Material to process:
BEGIN

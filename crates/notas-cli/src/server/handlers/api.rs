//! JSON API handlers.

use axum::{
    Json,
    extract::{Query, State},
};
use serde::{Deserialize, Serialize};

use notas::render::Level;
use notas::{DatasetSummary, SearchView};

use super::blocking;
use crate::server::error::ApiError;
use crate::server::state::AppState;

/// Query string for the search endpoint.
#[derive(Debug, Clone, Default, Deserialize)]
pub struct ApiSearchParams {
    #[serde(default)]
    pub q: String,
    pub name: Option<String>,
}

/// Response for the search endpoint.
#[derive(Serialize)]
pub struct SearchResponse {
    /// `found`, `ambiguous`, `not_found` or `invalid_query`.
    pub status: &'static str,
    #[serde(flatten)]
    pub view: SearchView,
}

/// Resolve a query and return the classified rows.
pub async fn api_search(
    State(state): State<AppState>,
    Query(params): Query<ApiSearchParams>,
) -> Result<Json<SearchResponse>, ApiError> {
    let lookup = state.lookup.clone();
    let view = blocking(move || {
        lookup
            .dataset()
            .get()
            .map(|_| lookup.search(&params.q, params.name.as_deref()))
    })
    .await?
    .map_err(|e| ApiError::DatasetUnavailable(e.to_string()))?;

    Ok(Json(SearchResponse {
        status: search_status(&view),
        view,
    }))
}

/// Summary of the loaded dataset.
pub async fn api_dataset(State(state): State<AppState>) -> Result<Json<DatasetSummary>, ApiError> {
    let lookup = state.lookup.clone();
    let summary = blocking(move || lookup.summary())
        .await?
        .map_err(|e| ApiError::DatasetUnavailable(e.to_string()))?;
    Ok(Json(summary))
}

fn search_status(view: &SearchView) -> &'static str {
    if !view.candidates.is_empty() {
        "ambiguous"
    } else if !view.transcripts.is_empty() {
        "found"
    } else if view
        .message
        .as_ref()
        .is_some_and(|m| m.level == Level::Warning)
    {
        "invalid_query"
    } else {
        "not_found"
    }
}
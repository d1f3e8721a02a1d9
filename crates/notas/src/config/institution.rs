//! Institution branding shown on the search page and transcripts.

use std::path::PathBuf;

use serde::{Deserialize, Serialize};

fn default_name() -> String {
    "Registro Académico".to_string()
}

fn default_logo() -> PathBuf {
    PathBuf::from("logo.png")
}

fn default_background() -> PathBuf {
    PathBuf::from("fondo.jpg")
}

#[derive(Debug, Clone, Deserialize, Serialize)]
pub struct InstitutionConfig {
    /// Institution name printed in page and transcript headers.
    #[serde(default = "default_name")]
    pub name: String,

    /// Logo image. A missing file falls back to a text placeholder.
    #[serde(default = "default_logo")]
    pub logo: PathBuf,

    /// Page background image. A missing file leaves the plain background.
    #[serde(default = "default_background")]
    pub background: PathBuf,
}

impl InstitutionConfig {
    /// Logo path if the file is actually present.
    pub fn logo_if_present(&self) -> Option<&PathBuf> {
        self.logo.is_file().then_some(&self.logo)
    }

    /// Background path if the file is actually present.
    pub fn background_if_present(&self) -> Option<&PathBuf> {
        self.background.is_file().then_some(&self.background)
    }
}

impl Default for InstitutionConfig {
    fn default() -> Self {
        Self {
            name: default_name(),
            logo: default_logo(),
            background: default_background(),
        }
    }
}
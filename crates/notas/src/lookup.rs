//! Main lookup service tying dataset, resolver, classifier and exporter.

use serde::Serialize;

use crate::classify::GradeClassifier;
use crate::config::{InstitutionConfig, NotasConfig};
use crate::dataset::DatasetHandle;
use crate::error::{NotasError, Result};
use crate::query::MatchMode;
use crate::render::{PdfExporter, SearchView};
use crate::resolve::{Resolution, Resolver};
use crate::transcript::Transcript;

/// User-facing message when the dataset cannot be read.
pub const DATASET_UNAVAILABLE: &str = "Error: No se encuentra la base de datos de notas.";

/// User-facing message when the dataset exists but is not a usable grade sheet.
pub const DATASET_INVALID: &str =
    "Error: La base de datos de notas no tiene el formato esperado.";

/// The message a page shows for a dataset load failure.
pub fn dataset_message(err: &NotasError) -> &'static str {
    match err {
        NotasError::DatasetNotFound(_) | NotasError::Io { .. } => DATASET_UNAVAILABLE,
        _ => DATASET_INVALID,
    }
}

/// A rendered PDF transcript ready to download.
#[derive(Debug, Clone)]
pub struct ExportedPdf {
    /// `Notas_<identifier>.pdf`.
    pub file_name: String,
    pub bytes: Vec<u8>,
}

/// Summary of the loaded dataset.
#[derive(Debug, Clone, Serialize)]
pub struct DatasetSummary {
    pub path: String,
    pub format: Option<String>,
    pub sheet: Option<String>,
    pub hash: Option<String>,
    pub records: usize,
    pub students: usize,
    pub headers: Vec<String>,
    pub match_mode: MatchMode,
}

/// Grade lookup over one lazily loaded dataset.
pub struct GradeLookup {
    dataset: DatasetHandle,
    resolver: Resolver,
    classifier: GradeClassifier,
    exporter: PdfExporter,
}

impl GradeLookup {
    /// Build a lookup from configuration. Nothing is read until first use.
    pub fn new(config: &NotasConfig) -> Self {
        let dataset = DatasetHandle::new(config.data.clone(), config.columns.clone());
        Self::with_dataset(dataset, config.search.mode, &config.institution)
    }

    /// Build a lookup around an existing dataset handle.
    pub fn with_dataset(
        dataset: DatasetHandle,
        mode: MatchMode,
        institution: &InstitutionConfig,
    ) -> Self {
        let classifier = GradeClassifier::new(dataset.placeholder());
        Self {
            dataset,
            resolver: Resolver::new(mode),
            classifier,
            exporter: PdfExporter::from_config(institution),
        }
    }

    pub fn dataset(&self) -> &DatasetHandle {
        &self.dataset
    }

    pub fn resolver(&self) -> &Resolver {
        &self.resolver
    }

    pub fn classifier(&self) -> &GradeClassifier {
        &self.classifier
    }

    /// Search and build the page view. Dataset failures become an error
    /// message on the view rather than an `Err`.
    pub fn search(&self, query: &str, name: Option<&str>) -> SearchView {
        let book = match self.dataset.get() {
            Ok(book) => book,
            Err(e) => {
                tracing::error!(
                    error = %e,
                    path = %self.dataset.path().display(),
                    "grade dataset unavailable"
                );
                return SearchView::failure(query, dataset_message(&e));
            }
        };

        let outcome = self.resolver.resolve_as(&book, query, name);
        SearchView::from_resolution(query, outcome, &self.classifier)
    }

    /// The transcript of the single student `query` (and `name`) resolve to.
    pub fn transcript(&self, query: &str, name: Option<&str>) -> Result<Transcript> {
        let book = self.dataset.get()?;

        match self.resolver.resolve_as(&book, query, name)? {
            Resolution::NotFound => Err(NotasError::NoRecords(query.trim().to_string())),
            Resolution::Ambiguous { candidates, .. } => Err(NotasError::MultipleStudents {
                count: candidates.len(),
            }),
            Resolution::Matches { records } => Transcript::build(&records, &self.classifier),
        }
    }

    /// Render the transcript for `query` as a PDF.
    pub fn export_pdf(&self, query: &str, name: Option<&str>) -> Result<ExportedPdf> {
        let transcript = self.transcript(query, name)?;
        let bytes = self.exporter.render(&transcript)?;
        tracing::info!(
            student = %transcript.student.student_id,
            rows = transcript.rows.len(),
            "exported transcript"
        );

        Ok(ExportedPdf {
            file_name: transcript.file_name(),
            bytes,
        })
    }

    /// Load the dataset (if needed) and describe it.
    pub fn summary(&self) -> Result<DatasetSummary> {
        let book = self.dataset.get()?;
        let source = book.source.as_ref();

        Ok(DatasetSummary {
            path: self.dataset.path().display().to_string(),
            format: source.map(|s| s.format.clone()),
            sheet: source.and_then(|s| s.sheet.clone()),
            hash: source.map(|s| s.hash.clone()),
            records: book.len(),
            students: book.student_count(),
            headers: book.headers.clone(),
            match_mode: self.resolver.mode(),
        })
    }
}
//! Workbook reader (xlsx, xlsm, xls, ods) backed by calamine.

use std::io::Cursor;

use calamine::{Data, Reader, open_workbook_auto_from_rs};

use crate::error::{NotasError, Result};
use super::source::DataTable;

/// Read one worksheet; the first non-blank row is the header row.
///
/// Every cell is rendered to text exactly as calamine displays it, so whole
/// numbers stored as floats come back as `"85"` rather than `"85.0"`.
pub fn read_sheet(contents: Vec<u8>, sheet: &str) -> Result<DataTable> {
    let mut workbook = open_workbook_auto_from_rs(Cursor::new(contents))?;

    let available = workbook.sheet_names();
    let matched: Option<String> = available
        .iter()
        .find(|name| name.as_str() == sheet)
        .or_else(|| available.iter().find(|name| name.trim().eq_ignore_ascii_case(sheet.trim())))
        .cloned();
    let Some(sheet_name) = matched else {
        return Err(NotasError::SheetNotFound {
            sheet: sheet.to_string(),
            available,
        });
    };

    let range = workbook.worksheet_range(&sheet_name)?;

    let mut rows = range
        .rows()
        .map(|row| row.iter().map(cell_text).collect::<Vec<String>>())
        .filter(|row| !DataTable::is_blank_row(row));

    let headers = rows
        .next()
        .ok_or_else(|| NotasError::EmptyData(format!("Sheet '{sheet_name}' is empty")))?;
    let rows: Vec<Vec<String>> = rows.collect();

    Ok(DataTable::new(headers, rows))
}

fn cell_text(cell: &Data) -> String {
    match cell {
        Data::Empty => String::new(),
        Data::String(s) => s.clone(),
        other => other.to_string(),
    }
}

END
BEGIN

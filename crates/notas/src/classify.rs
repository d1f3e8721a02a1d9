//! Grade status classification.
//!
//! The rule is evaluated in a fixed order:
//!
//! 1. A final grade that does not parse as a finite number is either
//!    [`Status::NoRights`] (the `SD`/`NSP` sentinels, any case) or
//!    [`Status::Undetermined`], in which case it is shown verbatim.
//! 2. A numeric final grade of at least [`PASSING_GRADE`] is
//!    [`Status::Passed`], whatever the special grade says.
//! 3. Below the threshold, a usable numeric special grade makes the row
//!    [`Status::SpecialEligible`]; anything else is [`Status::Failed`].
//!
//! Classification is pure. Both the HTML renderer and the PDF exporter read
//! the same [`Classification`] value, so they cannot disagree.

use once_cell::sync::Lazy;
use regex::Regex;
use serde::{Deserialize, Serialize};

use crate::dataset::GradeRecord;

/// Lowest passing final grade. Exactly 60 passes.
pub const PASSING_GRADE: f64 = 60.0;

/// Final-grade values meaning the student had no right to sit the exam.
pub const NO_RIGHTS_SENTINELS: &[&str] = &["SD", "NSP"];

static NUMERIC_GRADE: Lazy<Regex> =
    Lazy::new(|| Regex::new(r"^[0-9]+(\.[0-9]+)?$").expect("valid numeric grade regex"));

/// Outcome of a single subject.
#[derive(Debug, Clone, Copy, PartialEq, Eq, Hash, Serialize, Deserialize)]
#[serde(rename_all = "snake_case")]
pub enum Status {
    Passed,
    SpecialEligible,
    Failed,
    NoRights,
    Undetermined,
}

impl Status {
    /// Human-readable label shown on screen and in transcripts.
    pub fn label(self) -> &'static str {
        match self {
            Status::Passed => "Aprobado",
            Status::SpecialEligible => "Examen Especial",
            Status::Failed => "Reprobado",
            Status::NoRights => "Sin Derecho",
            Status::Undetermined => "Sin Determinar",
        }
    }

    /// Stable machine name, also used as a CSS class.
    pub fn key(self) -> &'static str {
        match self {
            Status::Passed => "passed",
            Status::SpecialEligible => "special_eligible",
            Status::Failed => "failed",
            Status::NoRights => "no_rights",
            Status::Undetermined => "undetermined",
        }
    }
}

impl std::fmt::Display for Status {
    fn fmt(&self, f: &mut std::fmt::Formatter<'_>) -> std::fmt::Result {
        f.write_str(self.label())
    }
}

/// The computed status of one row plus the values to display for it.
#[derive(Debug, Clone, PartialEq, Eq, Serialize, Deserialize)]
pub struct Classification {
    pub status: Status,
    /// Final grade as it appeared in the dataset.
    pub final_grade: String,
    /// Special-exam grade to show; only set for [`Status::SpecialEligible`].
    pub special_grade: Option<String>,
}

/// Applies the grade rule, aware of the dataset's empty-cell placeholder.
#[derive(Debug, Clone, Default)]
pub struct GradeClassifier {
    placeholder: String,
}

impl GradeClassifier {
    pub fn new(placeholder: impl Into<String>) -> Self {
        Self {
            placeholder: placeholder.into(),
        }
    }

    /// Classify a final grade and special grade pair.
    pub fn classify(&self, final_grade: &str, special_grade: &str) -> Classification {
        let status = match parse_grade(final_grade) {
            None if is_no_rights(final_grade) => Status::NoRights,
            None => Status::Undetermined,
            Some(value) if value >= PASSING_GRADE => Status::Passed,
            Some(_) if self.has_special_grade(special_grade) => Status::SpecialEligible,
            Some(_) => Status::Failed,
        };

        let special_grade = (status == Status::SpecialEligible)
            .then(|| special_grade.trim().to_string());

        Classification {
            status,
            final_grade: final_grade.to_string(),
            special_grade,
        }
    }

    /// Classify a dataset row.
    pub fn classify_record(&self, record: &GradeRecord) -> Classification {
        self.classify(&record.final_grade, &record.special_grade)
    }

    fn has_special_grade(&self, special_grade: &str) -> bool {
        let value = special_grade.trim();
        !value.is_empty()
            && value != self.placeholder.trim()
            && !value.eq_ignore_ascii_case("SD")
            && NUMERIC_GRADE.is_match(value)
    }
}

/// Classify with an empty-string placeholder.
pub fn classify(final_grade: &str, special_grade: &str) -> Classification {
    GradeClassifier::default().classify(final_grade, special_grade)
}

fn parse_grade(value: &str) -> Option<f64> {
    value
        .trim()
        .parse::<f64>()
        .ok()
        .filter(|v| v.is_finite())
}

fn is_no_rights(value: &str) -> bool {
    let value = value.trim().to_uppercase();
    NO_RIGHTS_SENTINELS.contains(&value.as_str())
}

END
BEGIN

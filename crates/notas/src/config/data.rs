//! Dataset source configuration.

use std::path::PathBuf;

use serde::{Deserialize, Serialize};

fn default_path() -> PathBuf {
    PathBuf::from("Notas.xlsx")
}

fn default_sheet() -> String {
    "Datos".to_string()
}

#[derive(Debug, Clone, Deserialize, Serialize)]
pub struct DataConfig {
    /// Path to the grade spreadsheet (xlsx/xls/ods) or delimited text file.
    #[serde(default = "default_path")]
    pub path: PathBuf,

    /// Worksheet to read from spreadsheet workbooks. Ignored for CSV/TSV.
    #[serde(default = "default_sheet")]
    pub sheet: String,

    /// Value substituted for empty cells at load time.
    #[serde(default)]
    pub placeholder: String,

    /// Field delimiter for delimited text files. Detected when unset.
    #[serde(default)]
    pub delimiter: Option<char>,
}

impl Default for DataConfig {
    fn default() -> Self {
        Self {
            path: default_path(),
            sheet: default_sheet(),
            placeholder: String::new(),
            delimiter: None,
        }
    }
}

END

What is needed: Look through the data above for the string "transcripts" and copy every line where it appears.

Written response:
    } else if !view.transcripts.is_empty() {
//! Institution branding shown on the search page and transcripts.
    /// Human-readable label shown on screen and in transcripts.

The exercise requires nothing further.